Supremes slap down Biden’s eviction moratorium

Plan to take properties from owners to give to nonpaying renters ‘strains credulity’

The Supreme Court late Thursday slapped down the Biden administration’s pandemic eviction moratorium by saying it “strains credulity” to think the law grants it that power.

The 6-3 decision said the administrative decision can no longer be enforced.

Since March 2020, it had banned landlords – who still were on the hook for mortgages, repairs, utilities and more – from evicting tenants who refused to pay rent.

The court said Congress would have to authorize such a move.

The justices said, “It would be one thing if Congress had specifically authorized the action that the CDC has taken.
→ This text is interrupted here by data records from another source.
//! Noise channel operations.
//!
//! Channels are first-class instructions: the engine samples them
//! stochastically (Pauli/projective/mixed-unitary channels) or applies
//! their Kraus operators. Lowering treats every channel as an opaque leaf;
//! channels are never decomposed.

use serde::{Deserialize, Serialize};
use std::fmt;

use crate::matrix::DenseMatrix;
use crate::observable::PauliString;

/// Measurement basis of a projective noise channel.
#[derive(Debug, Clone, Copy, PartialEq, Eq, Hash, Serialize, Deserialize)]
pub enum ProjectiveBasis {
    /// Project onto the X eigenbasis.
    X,
    /// Project onto the Y eigenbasis.
    Y,
    /// Project onto the Z eigenbasis.
    Z,
}

/// A stochastic or Kraus-type noise channel.
#[derive(Debug, Clone, PartialEq, Serialize, Deserialize)]
#[non_exhaustive]
pub enum NoiseChannel {
    /// Depolarizing channel: with probability `p` the state is replaced by
    /// the maximally mixed state.
    Depolarizing {
        /// Error probability (0.0 to 1.0).
        p: f64,
    },

    /// Weighted Pauli channel: applies each Pauli string with its
    /// probability.
    PauliNoise {
        /// (probability, Pauli string) pairs; probabilities sum to 1.
        terms: Vec<(f64, PauliString)>,
    },

    /// Amplitude damping: energy relaxation (T1 decay).
    AmplitudeDamping {
        /// Damping parameter (0.0 to 1.0).
        gamma: f64,
    },

    /// Generalized amplitude damping toward a thermal state.
    GeneralizedAmplitudeDamping {
        /// Excited-state population (0.0 to 1.0).
        p: f64,
        /// Damping parameter (0.0 to 1.0).
        gamma: f64,
    },

    /// Combined phase and amplitude damping.
    PhaseAmplitudeDamping {
        /// Excited-state population (0.0 to 1.0).
        p: f64,
        /// Amplitude damping parameter (0.0 to 1.0).
        gamma: f64,
        /// Dephasing parameter (0.0 to 1.0).
        beta: f64,
    },

    /// Projective measurement noise in a fixed basis, outcome discarded.
    ProjectiveNoise {
        /// The measurement basis.
        basis: ProjectiveBasis,
    },

    /// Mixture of unitaries applied with given probabilities.
    MixedUnitary {
        /// (probability, unitary) pairs; probabilities sum to 1.
        terms: Vec<(f64, DenseMatrix)>,
    },

    /// General channel given by explicit Kraus operators.
    Kraus {
        /// The Kraus operators; all must share one dimension.
        operators: Vec<DenseMatrix>,
    },
}

impl NoiseChannel {
    /// Get a human-readable name for this channel.
    pub fn name(&self) -> &'static str {
        match self {
            NoiseChannel::Depolarizing { .. } => "depolarizing",
            NoiseChannel::PauliNoise { .. } => "pauli_noise",
            NoiseChannel::AmplitudeDamping { .. } => "amplitude_damping",
            NoiseChannel::GeneralizedAmplitudeDamping { .. } => "generalized_amplitude_damping",
            NoiseChannel::PhaseAmplitudeDamping { .. } => "phase_amplitude_damping",
            NoiseChannel::ProjectiveNoise { .. } => "projective_noise",
            NoiseChannel::MixedUnitary { .. } => "mixed_unitary",
            NoiseChannel::Kraus { .. } => "kraus",
        }
    }

    /// The number of qubits this channel acts on.
    pub fn num_qubits(&self) -> usize {
        match self {
            NoiseChannel::Depolarizing { .. }
            | NoiseChannel::AmplitudeDamping { .. }
            | NoiseChannel::GeneralizedAmplitudeDamping { .. }
            | NoiseChannel::PhaseAmplitudeDamping { .. }
            | NoiseChannel::ProjectiveNoise { .. } => 1,
            NoiseChannel::PauliNoise { terms } => {
                terms.first().map_or(1, |(_, pauli)| pauli.len())
            }
            NoiseChannel::MixedUnitary { terms } => {
                terms.first().map_or(1, |(_, m)| m.num_qubits())
            }
            NoiseChannel::Kraus { operators } => {
                operators.first().map_or(1, DenseMatrix::num_qubits)
            }
        }
    }

    /// The numeric probabilities/parameters of this channel, in a fixed
    /// order. Used by the interchange fidelity check.
    pub fn parameters(&self) -> Vec<f64> {
        match self {
            NoiseChannel::Depolarizing { p } => vec![*p],
            NoiseChannel::PauliNoise { terms } => terms.iter().map(|(p, _)| *p).collect(),
            NoiseChannel::AmplitudeDamping { gamma } => vec![*gamma],
            NoiseChannel::GeneralizedAmplitudeDamping { p, gamma } => vec![*p, *gamma],
            NoiseChannel::PhaseAmplitudeDamping { p, gamma, beta } => vec![*p, *gamma, *beta],
            NoiseChannel::ProjectiveNoise { .. } => vec![],
            NoiseChannel::MixedUnitary { terms } => terms.iter().map(|(p, _)| *p).collect(),
            NoiseChannel::Kraus { .. } => vec![],
        }
    }
}

impl fmt::Display for NoiseChannel {
    fn fmt(&self, f: &mut fmt::Formatter<'_>) -> fmt::Result {
        match self {
            NoiseChannel::Depolarizing { p } => write!(f, "depolarizing(p={p:.4})"),
            NoiseChannel::PauliNoise { terms } => write!(f, "pauli_noise({} terms)", terms.len()),
            NoiseChannel::AmplitudeDamping { gamma } => {
                write!(f, "amplitude_damping(γ={gamma:.4})")
            }
            NoiseChannel::GeneralizedAmplitudeDamping { p, gamma } => {
                write!(f, "generalized_amplitude_damping(p={p:.4}, γ={gamma:.4})")
            }
            NoiseChannel::PhaseAmplitudeDamping { p, gamma, beta } => {
                write!(
                    f,
                    "phase_amplitude_damping(p={p:.4}, γ={gamma:.4}, β={beta:.4})"
                )
            }
            NoiseChannel::ProjectiveNoise { basis } => {
                let axis = match basis {
                    ProjectiveBasis::X => 'x',
                    ProjectiveBasis::Y => 'y',
                    ProjectiveBasis::Z => 'z',
                };
                write!(f, "projective_noise({axis})")
            }
            NoiseChannel::MixedUnitary { terms } => {
                write!(f, "mixed_unitary({} terms)", terms.len())
            }
            NoiseChannel::Kraus { operators } => write!(f, "kraus({} ops)", operators.len()),
        }
    }
}

#[cfg(test)]
mod tests {
    use super::*;
    use crate::matrix::Matrix2;

    #[test]
    fn test_channel_names() {
        assert_eq!(NoiseChannel::Depolarizing { p: 0.01 }.name(), "depolarizing");
        assert_eq!(
            NoiseChannel::AmplitudeDamping { gamma: 0.02 }.name(),
            "amplitude_damping"
        );
    }

    #[test]
    fn test_channel_arity() {
        assert_eq!(NoiseChannel::Depolarizing { p: 0.1 }.num_qubits(), 1);

        let two_qubit = NoiseChannel::PauliNoise {
            terms: vec![
                (0.9, PauliString::parse("II").unwrap()),
                (0.1, PauliString::parse("XX").unwrap()),
            ],
        };
        assert_eq!(two_qubit.num_qubits(), 2);

        let mixed = NoiseChannel::MixedUnitary {
            terms: vec![
                (0.5, Matrix2::identity().into()),
                (0.5, Matrix2::x().into()),
            ],
        };
        assert_eq!(mixed.num_qubits(), 1);
    }

    #[test]
    fn test_channel_parameters() {
        let ch = NoiseChannel::GeneralizedAmplitudeDamping { p: 0.3, gamma: 0.1 };
        assert_eq!(ch.parameters(), vec![0.3, 0.1]);
    }

    #[test]
    fn test_channel_display() {
        let ch = NoiseChannel::Depolarizing { p: 0.03 };
        assert_eq!(format!("{ch}"), "depolarizing(p=0.0300)");
    }
}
But that has not happened. Instead, the CDC has imposed a nationwide moratorium on evictions in reliance on a decades-old statute that authorizes it to implement measures like fumigation and pest extermination.”

The judges found, “It strains credulity to believe that this statute grants the CDC the sweeping authority that it asserts.”

A Census Bureau estimate suggested more than seven million U.S. households are behind on rent and half that number say they could be evicted in coming weeks, despite federal COVID-19 legislation that created assistance for renters.

The moratorium had been scheduled to come to a conclusion weeks ago, but the Biden administration pursued its renewal when Democrats on Congress demanded that action.

Previously, the court found the action likely unconstitutional, but a vote from Brett Kavanaugh allowed it continue – but only until the scheduled end, which at that time was a few days away.

White House spokeswoman Jen Psaki said the administration was disappointed.

The challenge to the draconian requirements from Biden had been brought by chapters of the National Association of Realtors from several states.

Even Biden earlier conceded the action really wasn’t legal, but he said he hoped to push a lot of money into the system before the courts ordered him to stop.

“I can’t guarantee you the court won’t rule that we don’t have that authority, but at least we’ll have the ability to — if we have to appeal — to keep this going for a month, at least,” Biden said back then.

Patrick Newton, of the NAR, told the Daily Caller News Foundation, “This decision is the correct one, from both a legal standpoint and a matter of fairness. It brings to an end an unlawful policy that places financial hardship solely on the shoulders of mom-and-pop housing providers, who provide nearly half of all rental housing in America, and it restores property rights in America.”

The Treasury Department, the same day, confessed that 89% of the $46.6 billion given by Congress to help low-income renters hasn’t been distributed.

The court’s ruling came late Thursday in an unsigned opinion that the CDC lacks the authority to do what Biden wanted.

Justice Stephen Breyer, writing for the dissenting three, claimed, “The public interest strongly favors respecting the CDC’s judgment at this moment.”

It was just the latest in a series of high court defeats for Biden. The most recent had come just days earlier, when it ruled Biden’s attempt to cancel President Trump’s “Remain in Mexico” immigrant policy was improper.

Critics of the eviction moratorium charged that Biden essentially was confiscating, without compensation, owners’ housing units and turning them over to non-paying renters.

It was the chief of the Centers for Disease Control, Rochelle Walensky, a Biden appointee, who had ordered that no eviction could happen for months more. The previous order, which was ruled unconstitutional by the Supreme Court but not struck down because it was expiring, already had threatened property owners who tried to collect rent with jail.

The Biden administration has set up criminal penalties for property owners of $100,000 in fines and a year in jail for an eviction. Landlords, however, still must pay the upkeep, repairs and utilities on the housing units, as well as any mortgages that they still carry.